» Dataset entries
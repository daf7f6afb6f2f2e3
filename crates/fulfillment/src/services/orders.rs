//! Administrative order transitions.
//!
//! Guard validation is pure (see [`plan_transition`]) so the transition
//! table can be tested without a database; applying a planned transition
//! runs in one transaction that covers both the status update and its
//! ledger effect.

use heron_core::{OrderId, OrderOwner, OrderStatus, PaymentStatus};
use sqlx::PgPool;

use crate::db::inventory::LedgerError;
use crate::db::{RepositoryError, inventory, orders};
use crate::models::{Order, OrderItem};

/// Standard reason recorded when the expiry policy cancels an order.
pub const EXPIRY_CANCEL_REASON: &str = "payment window expired";

/// A requested transition with its guard inputs.
#[derive(Debug, Clone, Default)]
pub struct TransitionRequest {
    pub target: OrderStatus,
    pub tracking_number: Option<String>,
    pub cancel_reason: Option<String>,
}

/// What a transition does to the inventory ledger.
#[derive(Debug, Clone, Copy, PartialEq, Eq)]
pub enum LedgerEffect {
    /// No counters move.
    None,
    /// Return the reservation hold to the available pool (pre-payment
    /// cancellation).
    ReleaseReservation,
    /// Return committed units to sellable stock (post-payment
    /// cancellation or return) - materially different from a release.
    Restock,
}

/// A transition that passed every guard.
#[derive(Debug, Clone)]
pub struct PlannedTransition {
    pub target: OrderStatus,
    pub ledger_effect: LedgerEffect,
    pub tracking_number: Option<String>,
    pub cancel_reason: Option<String>,
}

/// Errors from administrative transitions.
#[derive(Debug, thiserror::Error)]
pub enum TransitionError {
    #[error("order not found")]
    NotFound,

    /// A guard was violated; the order is left unchanged.
    #[error("cannot move order from {from} to {to}: {reason}")]
    InvalidTransition {
        from: OrderStatus,
        to: OrderStatus,
        reason: String,
    },

    /// The requester does not own the order.
    #[error("requester does not own this order")]
    OwnershipMismatch,

    #[error(transparent)]
    Ledger(#[from] LedgerError),

    #[error(transparent)]
    Repository(#[from] RepositoryError),
}

fn invalid(from: OrderStatus, to: OrderStatus, reason: &str) -> TransitionError {
    TransitionError::InvalidTransition {
        from,
        to,
        reason: reason.to_owned(),
    }
}

/// Validate a requested transition against the current order state and
/// decide its ledger effect. Pure; mutates nothing.
///
/// # Errors
///
/// `InvalidTransition` naming the violated guard.
pub fn plan_transition(
    order: &Order,
    request: &TransitionRequest,
) -> Result<PlannedTransition, TransitionError> {
    let from = order.status;
    let to = request.target;

    if !from.can_transition_to(to) {
        let reason = if from.is_terminal() {
            "order is in a terminal state"
        } else {
            "transition not permitted"
        };
        return Err(invalid(from, to, reason));
    }

    match to {
        OrderStatus::Confirmed => {
            // Payment confirmation is driven by the webhook handler,
            // never by a client-initiated status update.
            Err(invalid(from, to, "confirmation requires a payment event"))
        }
        OrderStatus::Processing => Ok(PlannedTransition {
            target: to,
            ledger_effect: LedgerEffect::None,
            tracking_number: None,
            cancel_reason: None,
        }),
        OrderStatus::Shipped => {
            let tracking = request
                .tracking_number
                .as_deref()
                .map(str::trim)
                .filter(|t| !t.is_empty())
                .ok_or_else(|| invalid(from, to, "tracking number is required"))?;
            Ok(PlannedTransition {
                target: to,
                ledger_effect: LedgerEffect::None,
                tracking_number: Some(tracking.to_owned()),
                cancel_reason: None,
            })
        }
        OrderStatus::Delivered => {
            // A delivered order is paid, and confirmation committed its
            // entire hold; whatever `reserved` now shows on the product
            // belongs to other pending orders and must not be touched.
            Ok(PlannedTransition {
                target: to,
                ledger_effect: LedgerEffect::None,
                tracking_number: None,
                cancel_reason: None,
            })
        }
        OrderStatus::Cancelled => {
            let reason = request
                .cancel_reason
                .as_deref()
                .map(str::trim)
                .filter(|r| !r.is_empty())
                .ok_or_else(|| invalid(from, to, "cancel reason is required"))?;

            // Paid orders had their reservation committed into a stock
            // decrement; cancelling them puts units back into stock.
            // Unpaid orders still hold a reservation - unless the sweeper
            // already reclaimed it.
            let ledger_effect = if order.payment_status == PaymentStatus::Paid {
                LedgerEffect::Restock
            } else if order.reservation_held() {
                LedgerEffect::ReleaseReservation
            } else {
                LedgerEffect::None
            };

            Ok(PlannedTransition {
                target: to,
                ledger_effect,
                tracking_number: None,
                cancel_reason: Some(reason.to_owned()),
            })
        }
        OrderStatus::Refunded => Ok(PlannedTransition {
            target: to,
            ledger_effect: LedgerEffect::Restock,
            tracking_number: None,
            cancel_reason: None,
        }),
        OrderStatus::Pending => Err(invalid(from, to, "orders only start pending")),
    }
}

/// Apply a status transition with its ledger effect in one transaction.
///
/// # Errors
///
/// See [`TransitionError`]; a violated guard leaves the order unchanged.
pub async fn update_status(
    pool: &PgPool,
    order_id: OrderId,
    request: &TransitionRequest,
) -> Result<Order, TransitionError> {
    let mut tx = pool.begin().await.map_err(RepositoryError::Database)?;

    let order = orders::lock(&mut tx, order_id)
        .await?
        .ok_or(TransitionError::NotFound)?;
    let planned = plan_transition(&order, request)?;

    let applied = match planned.target {
        OrderStatus::Processing => orders::record_processing(&mut tx, order_id).await?,
        OrderStatus::Shipped => {
            let tracking = planned.tracking_number.as_deref().unwrap_or_default();
            orders::record_shipment(&mut tx, order_id, tracking).await?
        }
        OrderStatus::Delivered => orders::record_delivery(&mut tx, order_id).await?,
        OrderStatus::Cancelled => {
            let reason = planned.cancel_reason.as_deref().unwrap_or_default();
            let releases = planned.ledger_effect == LedgerEffect::ReleaseReservation;
            orders::record_cancellation(&mut tx, order_id, reason, releases).await?
        }
        OrderStatus::Refunded => orders::record_refund(&mut tx, order_id).await?,
        OrderStatus::Pending | OrderStatus::Confirmed => false,
    };
    if !applied {
        // The conditional update disagreed with the locked row; should
        // not happen under the lock, so fail loudly rather than guess.
        return Err(invalid(order.status, planned.target, "state changed during update"));
    }

    let items = orders::items(&mut *tx, order_id).await?;
    apply_ledger_effect(&mut tx, planned.ledger_effect, &items).await?;

    let updated = orders::lock(&mut tx, order_id)
        .await?
        .ok_or(TransitionError::NotFound)?;

    tx.commit().await.map_err(RepositoryError::Database)?;

    tracing::info!(
        order_id = %order_id,
        from = %order.status,
        to = %updated.status,
        effect = ?planned.ledger_effect,
        "order transition applied"
    );

    Ok(updated)
}

/// Cancel an order on behalf of its owner.
///
/// Same transition machinery as [`update_status`], plus an ownership
/// check: shoppers can only cancel their own orders.
///
/// # Errors
///
/// `OwnershipMismatch` for a foreign order, otherwise as
/// [`update_status`].
pub async fn cancel_order(
    pool: &PgPool,
    order_id: OrderId,
    requester: &OrderOwner,
    reason: String,
) -> Result<Order, TransitionError> {
    let current = orders::OrderRepository::new(pool)
        .get_with_items(order_id)
        .await?
        .ok_or(TransitionError::NotFound)?
        .0;

    if &current.owner != requester {
        tracing::warn!(
            order_id = %order_id,
            requester = %requester,
            "cancellation attempt by non-owner"
        );
        return Err(TransitionError::OwnershipMismatch);
    }

    update_status(
        pool,
        order_id,
        &TransitionRequest {
            target: OrderStatus::Cancelled,
            tracking_number: None,
            cancel_reason: Some(reason),
        },
    )
    .await
}

async fn apply_ledger_effect(
    tx: &mut sqlx::PgConnection,
    effect: LedgerEffect,
    items: &[OrderItem],
) -> Result<(), TransitionError> {
    match effect {
        LedgerEffect::None => {}
        LedgerEffect::ReleaseReservation => {
            for item in items {
                inventory::release(tx, item.product_id, item.quantity).await?;
            }
        }
        LedgerEffect::Restock => {
            for item in items {
                inventory::restock(tx, item.product_id, item.quantity).await?;
            }
        }
    }
    Ok(())
}

#[cfg(test)]
mod tests {
    use super::*;
    use crate::models::Address;
    use chrono::Utc;
    use heron_core::{Email, Money};

    fn order(status: OrderStatus, payment_status: PaymentStatus) -> Order {
        Order {
            id: OrderId::new(7),
            order_number: "ORD-20260829-QQQQQQ".to_owned(),
            owner: OrderOwner::Guest(Email::parse("g@example.com").expect("email")),
            status,
            payment_status,
            subtotal: Money::from_minor(5000),
            shipping: Money::from_minor(599),
            tax: Money::from_minor(413),
            total: Money::from_minor(6012),
            shipping_address: Address {
                name: "G Shopper".to_owned(),
                line1: "1 Main St".to_owned(),
                line2: None,
                city: "Portland".to_owned(),
                region: "OR".to_owned(),
                postal_code: "97201".to_owned(),
                country: "US".to_owned(),
            },
            tracking_number: None,
            cancel_reason: None,
            created_at: Utc::now(),
            shipped_at: None,
            delivered_at: None,
            cancelled_at: None,
            reservation_released_at: None,
        }
    }

    fn request(target: OrderStatus) -> TransitionRequest {
        TransitionRequest {
            target,
            ..TransitionRequest::default()
        }
    }

    #[test]
    fn shipping_requires_a_tracking_number() {
        let order = order(OrderStatus::Processing, PaymentStatus::Paid);

        let err = plan_transition(&order, &request(OrderStatus::Shipped)).expect_err("no tracking");
        assert!(matches!(err, TransitionError::InvalidTransition { .. }));

        let mut with_tracking = request(OrderStatus::Shipped);
        with_tracking.tracking_number = Some("1Z999AA10123456784".to_owned());
        let planned = plan_transition(&order, &with_tracking).expect("valid");
        assert_eq!(planned.ledger_effect, LedgerEffect::None);
        assert_eq!(
            planned.tracking_number.as_deref(),
            Some("1Z999AA10123456784")
        );
    }

    #[test]
    fn blank_tracking_number_is_rejected() {
        let order = order(OrderStatus::Processing, PaymentStatus::Paid);
        let mut req = request(OrderStatus::Shipped);
        req.tracking_number = Some("   ".to_owned());
        assert!(plan_transition(&order, &req).is_err());
    }

    #[test]
    fn cancellation_requires_a_reason() {
        let order = order(OrderStatus::Pending, PaymentStatus::Pending);
        let err = plan_transition(&order, &request(OrderStatus::Cancelled)).expect_err("no reason");
        assert!(matches!(err, TransitionError::InvalidTransition { .. }));
    }

    #[test]
    fn pre_payment_cancellation_releases_the_reservation() {
        let order = order(OrderStatus::Pending, PaymentStatus::Pending);
        let mut req = request(OrderStatus::Cancelled);
        req.cancel_reason = Some("changed my mind".to_owned());
        let planned = plan_transition(&order, &req).expect("valid");
        assert_eq!(planned.ledger_effect, LedgerEffect::ReleaseReservation);
    }

    #[test]
    fn post_payment_cancellation_restocks_instead() {
        let order = order(OrderStatus::Confirmed, PaymentStatus::Paid);
        let mut req = request(OrderStatus::Cancelled);
        req.cancel_reason = Some("customer return".to_owned());
        let planned = plan_transition(&order, &req).expect("valid");
        assert_eq!(planned.ledger_effect, LedgerEffect::Restock);
    }

    #[test]
    fn cancelling_after_sweep_moves_no_counters() {
        let mut swept = order(OrderStatus::Pending, PaymentStatus::Pending);
        swept.reservation_released_at = Some(Utc::now());
        let mut req = request(OrderStatus::Cancelled);
        req.cancel_reason = Some("cleanup".to_owned());
        let planned = plan_transition(&swept, &req).expect("valid");
        assert_eq!(planned.ledger_effect, LedgerEffect::None);
    }

    #[test]
    fn cancelling_a_delivered_order_is_rejected() {
        let order = order(OrderStatus::Delivered, PaymentStatus::Paid);
        let mut req = request(OrderStatus::Cancelled);
        req.cancel_reason = Some("too late".to_owned());
        let err = plan_transition(&order, &req).expect_err("terminal");
        assert!(matches!(
            err,
            TransitionError::InvalidTransition {
                from: OrderStatus::Delivered,
                to: OrderStatus::Cancelled,
                ..
            }
        ));
    }

    #[test]
    fn clients_cannot_drive_payment_confirmation() {
        let order = order(OrderStatus::Pending, PaymentStatus::Pending);
        let err = plan_transition(&order, &request(OrderStatus::Confirmed)).expect_err("guarded");
        assert!(matches!(err, TransitionError::InvalidTransition { .. }));
    }

    #[test]
    fn delivery_leaves_committed_stock_alone() {
        // Confirmation already committed the whole hold; by delivery any
        // `reserved` units on the product belong to other orders.
        let order = order(OrderStatus::Shipped, PaymentStatus::Paid);
        let planned = plan_transition(&order, &request(OrderStatus::Delivered)).expect("valid");
        assert_eq!(planned.ledger_effect, LedgerEffect::None);
    }
}
/// Everything needed to insert an order in `Pending`.
#[derive(Debug)]
pub struct NewOrder<'a> {
    pub order_number: &'a str,
    pub owner: &'a OrderOwner,
    pub subtotal: Money,
    pub shipping: Money,
    pub tax: Money,
    pub total: Money,
    pub shipping_address: &'a Address,
    pub items: &'a [NewOrderItem],
}

/// Insert an order and its line items inside the caller's transaction.
///
/// # Errors
///
/// `RepositoryError::Conflict` on an order-number collision (the caller
/// regenerates and retries), otherwise `Database` / `DataCorruption`.
pub async fn insert(
    conn: &mut PgConnection,
    new_order: &NewOrder<'_>,
) -> Result<Order, RepositoryError> {
    let (user_id, guest_email) = match new_order.owner {
        OrderOwner::User(id) => (Some(id.as_i64()), None),
        OrderOwner::Guest(email) => (None, Some(email.as_str())),
    };
    let address = new_order.shipping_address;

    let row = sqlx::query_as::<_, OrderRow>(&format!(
        r"
        INSERT INTO store.customer_order (
            order_number, user_id, guest_email,
            subtotal, shipping, tax, total,
            ship_name, ship_line1, ship_line2, ship_city, ship_region,
            ship_postal_code, ship_country
        )
        VALUES ($1, $2, $3, $4, $5, $6, $7, $8, $9, $10, $11, $12, $13, $14)
        RETURNING {ORDER_COLUMNS}
        "
    ))
    .bind(new_order.order_number)
    .bind(user_id)
    .bind(guest_email)
    .bind(new_order.subtotal.as_minor())
    .bind(new_order.shipping.as_minor())
    .bind(new_order.tax.as_minor())
    .bind(new_order.total.as_minor())
    .bind(&address.name)
    .bind(&address.line1)
    .bind(address.line2.as_deref())
    .bind(&address.city)
    .bind(&address.region)
    .bind(&address.postal_code)
    .bind(&address.country)
    .fetch_one(&mut *conn)
    .await
    .map_err(|e| {
        if super::is_unique_violation(&e) {
            RepositoryError::Conflict(format!(
                "order number {} already exists",
                new_order.order_number
            ))
        } else {
            RepositoryError::Database(e)
        }
    })?;

    let order = Order::try_from(row)?;

    for item in new_order.items {
        sqlx::query(
            r"
            INSERT INTO store.order_item (order_id, product_id, product_name, quantity, unit_price)
            VALUES ($1, $2, $3, $4, $5)
            ",
        )
        .bind(order.id.as_i64())
        .bind(item.product_id.as_i64())
        .bind(&item.product_name)
        .bind(item.quantity)
        .bind(item.unit_price.as_minor())
        .execute(&mut *conn)
        .await?;
    }

    Ok(order)
}

// =============================================================================
// Transactional Reads & Status Updates
// =============================================================================

/// Lock an order row for the remainder of the current transaction.
///
/// All status transitions and ledger effects for one order serialize on
/// this lock.
///
/// # Errors
///
/// Returns `RepositoryError::Database` or `DataCorruption`.
pub async fn lock(
    conn: &mut PgConnection,
    order_id: OrderId,
) -> Result<Option<Order>, RepositoryError> {
    let row = sqlx::query_as::<_, OrderRow>(&format!(
        "SELECT {ORDER_COLUMNS} FROM store.customer_order WHERE id = $1 FOR UPDATE"
    ))
    .bind(order_id.as_i64())
    .fetch_optional(&mut *conn)
    .await?;

    row.map(TryInto::try_into).transpose()
}
//! Fulfillment service configuration loaded from environment variables.
//!
//! # Environment Variables
//!
//! ## Required
//! - `FULFILLMENT_DATABASE_URL` - `PostgreSQL` connection string (falls
//!   back to `DATABASE_URL`)
//! - `PAYMENT_PROVIDER_URL` - Base URL of the external payment provider
//! - `PAYMENT_PROVIDER_TOKEN` - API token for payment initiation
//!
//! ## Optional
//! - `FULFILLMENT_HOST` - Bind address (default: 127.0.0.1)
//! - `FULFILLMENT_PORT` - Listen port (default: 3100)
//! - `OPERATOR_TOKEN` - Bearer token for the on-demand sweep endpoint
//! - `SHIPPING_FLAT_FEE_MINOR` - Flat shipping fee in minor units (default: 599)
//! - `FREE_SHIPPING_THRESHOLD_MINOR` - Subtotal above which shipping is waived (default: 7500)
//! - `TAX_RATE_BASIS_POINTS` - Tax rate in basis points (default: 825 = 8.25%)
//! - `MINIMUM_ORDER_MINOR` - Minimum order subtotal in minor units (default: 500)
//! - `RESERVATION_TIMEOUT_MINUTES` - How long an unpaid order holds stock (default: 30)
//! - `SWEEP_INTERVAL_SECONDS` - How often the expiry sweeper runs (default: 300)
//! - `EXPIRE_TO_CANCELLED` - Whether expiry also cancels the order (default: false)
//! - `SENTRY_DSN` - Sentry error tracking DSN
//! - `SENTRY_ENVIRONMENT` - Sentry environment tag

use std::net::{IpAddr, SocketAddr};
use std::time::Duration;

use heron_core::Money;
use secrecy::SecretString;
use thiserror::Error;

/// Blocklist of common placeholder patterns (case-insensitive)
const PLACEHOLDER_PATTERNS: &[&str] = &[
    "your-",
    "changeme",
    "replace",
    "placeholder",
    "example",
    "xxx",
    "todo",
    "fixme",
    "insert",
    "enter-",
];

/// Configuration errors that can occur during loading.
#[derive(Debug, Error)]
pub enum ConfigError {
    #[error("Missing environment variable: {0}")]
    MissingEnvVar(String),
    #[error("Invalid environment variable {0}: {1}")]
    InvalidEnvVar(String, String),
    #[error("Insecure secret in {0}: {1}")]
    InsecureSecret(String, String),
}

/// Fulfillment application configuration.
#[derive(Debug, Clone)]
pub struct FulfillmentConfig {
    /// `PostgreSQL` database connection URL (contains password)
    pub database_url: SecretString,
    /// IP address to bind the server to
    pub host: IpAddr,
    /// Port to listen on
    pub port: u16,
    /// Payment provider configuration
    pub payment: PaymentConfig,
    /// Pricing policy applied at checkout
    pub pricing: PricingPolicy,
    /// Expiry sweeper configuration
    pub sweeper: SweeperConfig,
    /// Bearer token guarding the on-demand sweep endpoint
    pub operator_token: Option<SecretString>,
    /// Sentry DSN for error tracking
    pub sentry_dsn: Option<String>,
    /// Sentry environment tag
    pub sentry_environment: Option<String>,
}

/// Payment provider configuration.
///
/// Implements `Debug` manually to redact the API token.
#[derive(Clone)]
pub struct PaymentConfig {
    /// Base URL of the provider's API
    pub provider_url: String,
    /// API token for payment initiation
    pub provider_token: SecretString,
}

impl std::fmt::Debug for PaymentConfig {
    fn fmt(&self, f: &mut std::fmt::Formatter<'_>) -> std::fmt::Result {
        f.debug_struct("PaymentConfig")
            .field("provider_url", &self.provider_url)
            .field("provider_token", &"[REDACTED]")
            .finish()
    }
}

/// Server-side pricing policy. Client-computed totals are never trusted;
/// these knobs are the only inputs to order math besides catalog prices.
#[derive(Debug, Clone, Copy)]
pub struct PricingPolicy {
    /// Flat shipping fee in minor units
    pub shipping_flat_fee: Money,
    /// Subtotal at or above which shipping is waived
    pub free_shipping_threshold: Money,
    /// Tax rate in basis points (825 = 8.25%)
    pub tax_basis_points: i64,
    /// Minimum order subtotal
    pub minimum_order: Money,
}

/// Expiry sweeper configuration.
#[derive(Debug, Clone, Copy)]
pub struct SweeperConfig {
    /// How long an unpaid order may hold its reservation
    pub reservation_timeout: Duration,
    /// Interval between sweeps
    pub interval: Duration,
    /// Whether expired orders are also moved to `cancelled`
    pub expire_to_cancelled: bool,
}

impl FulfillmentConfig {
    /// Load configuration from environment variables.
    ///
    /// Calls `dotenvy::dotenv()` to load from `.env` file if present.
    ///
    /// # Errors
    ///
    /// Returns `ConfigError` if required variables are missing, invalid,
    /// or if secrets fail placeholder validation.
    pub fn from_env() -> Result<Self, ConfigError> {
        // Load .env file if present (ignore errors if not found)
        let _ = dotenvy::dotenv();

        let database_url = get_database_url("FULFILLMENT_DATABASE_URL")?;
        let host = get_env_or_default("FULFILLMENT_HOST", "127.0.0.1")
            .parse::<IpAddr>()
            .map_err(|e| {
                ConfigError::InvalidEnvVar("FULFILLMENT_HOST".to_string(), e.to_string())
            })?;
        let port = parse_env_or_default("FULFILLMENT_PORT", 3100)?;

        let payment = PaymentConfig::from_env()?;
        let pricing = PricingPolicy::from_env()?;
        let sweeper = SweeperConfig::from_env()?;

        let operator_token = match get_optional_env("OPERATOR_TOKEN") {
            Some(token) => {
                validate_secret_strength(&token, "OPERATOR_TOKEN")?;
                Some(SecretString::from(token))
            }
            None => None,
        };

        Ok(Self {
            database_url,
            host,
            port,
            payment,
            pricing,
            sweeper,
            operator_token,
            sentry_dsn: get_optional_env("SENTRY_DSN"),
            sentry_environment: get_optional_env("SENTRY_ENVIRONMENT"),
        })
    }

    /// Returns the socket address for binding the server.
    #[must_use]
    pub const fn socket_addr(&self) -> SocketAddr {
        SocketAddr::new(self.host, self.port)
    }
}

impl PaymentConfig {
    fn from_env() -> Result<Self, ConfigError> {
        let provider_token = get_required_env("PAYMENT_PROVIDER_TOKEN")?;
        validate_secret_strength(&provider_token, "PAYMENT_PROVIDER_TOKEN")?;

        Ok(Self {
            provider_url: get_required_env("PAYMENT_PROVIDER_URL")?,
            provider_token: SecretString::from(provider_token),
        })
    }
}

impl PricingPolicy {
    fn from_env() -> Result<Self, ConfigError> {
        Ok(Self {
            shipping_flat_fee: Money::from_minor(parse_env_or_default(
                "SHIPPING_FLAT_FEE_MINOR",
                599,
            )?),
            free_shipping_threshold: Money::from_minor(parse_env_or_default(
                "FREE_SHIPPING_THRESHOLD_MINOR",
                7500,
            )?),
            tax_basis_points: parse_env_or_default("TAX_RATE_BASIS_POINTS", 825)?,
            minimum_order: Money::from_minor(parse_env_or_default("MINIMUM_ORDER_MINOR", 500)?),
        })
    }
}

impl SweeperConfig {
    fn from_env() -> Result<Self, ConfigError> {
        let timeout_minutes: u64 = parse_env_or_default("RESERVATION_TIMEOUT_MINUTES", 30)?;
        let interval_seconds: u64 = parse_env_or_default("SWEEP_INTERVAL_SECONDS", 300)?;

        Ok(Self {
            reservation_timeout: Duration::from_secs(timeout_minutes * 60),
            interval: Duration::from_secs(interval_seconds),
            expire_to_cancelled: parse_env_or_default("EXPIRE_TO_CANCELLED", false)?,
        })
    }
}

// =============================================================================
// Helper Functions
// =============================================================================

/// Get a required environment variable.
fn get_required_env(key: &str) -> Result<String, ConfigError> {
    std::env::var(key).map_err(|_| ConfigError::MissingEnvVar(key.to_string()))
}

/// Get database URL with fallback to generic `DATABASE_URL`.
fn get_database_url(primary_key: &str) -> Result<SecretString, ConfigError> {
    if let Ok(value) = std::env::var(primary_key) {
        return Ok(SecretString::from(value));
    }
    if let Ok(value) = std::env::var("DATABASE_URL") {
        return Ok(SecretString::from(value));
    }
    Err(ConfigError::MissingEnvVar(primary_key.to_string()))
}

/// Get an optional environment variable.
fn get_optional_env(key: &str) -> Option<String> {
    std::env::var(key).ok()
}

/// Get an environment variable with a default value.
fn get_env_or_default(key: &str, default: &str) -> String {
    std::env::var(key).unwrap_or_else(|_| default.to_string())
}

/// Parse an environment variable into `T`, falling back to a default when
/// the variable is unset.
fn parse_env_or_default<T>(key: &str, default: T) -> Result<T, ConfigError>
where
    T: std::str::FromStr,
    T::Err: std::fmt::Display,
{
    match std::env::var(key) {
        Ok(raw) => raw
            .parse::<T>()
            .map_err(|e| ConfigError::InvalidEnvVar(key.to_string(), e.to_string())),
        Err(_) => Ok(default),
    }
}

/// Validate that a secret is not an obvious placeholder.
fn validate_secret_strength(secret: &str, var_name: &str) -> Result<(), ConfigError> {
    let lower = secret.to_lowercase();

    for pattern in PLACEHOLDER_PATTERNS {
        if lower.contains(pattern) {
            return Err(ConfigError::InsecureSecret(
                var_name.to_string(),
                format!("appears to be a placeholder (contains '{pattern}')"),
            ));
        }
    }

    Ok(())
}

» Work task
Wherever the string "RepositoryError" appears in the entries above, return the line it appears on.

» Written response
use crate::db::{RepositoryError, inventory, orders};
    Repository(#[from] RepositoryError),
    let mut tx = pool.begin().await.map_err(RepositoryError::Database)?;
    tx.commit().await.map_err(RepositoryError::Database)?;
/// `RepositoryError::Conflict` on an order-number collision (the caller
) -> Result<Order, RepositoryError> {
            RepositoryError::Conflict(format!(
            RepositoryError::Database(e)
/// Returns `RepositoryError::Database` or `DataCorruption`.
) -> Result<Option<Order>, RepositoryError> {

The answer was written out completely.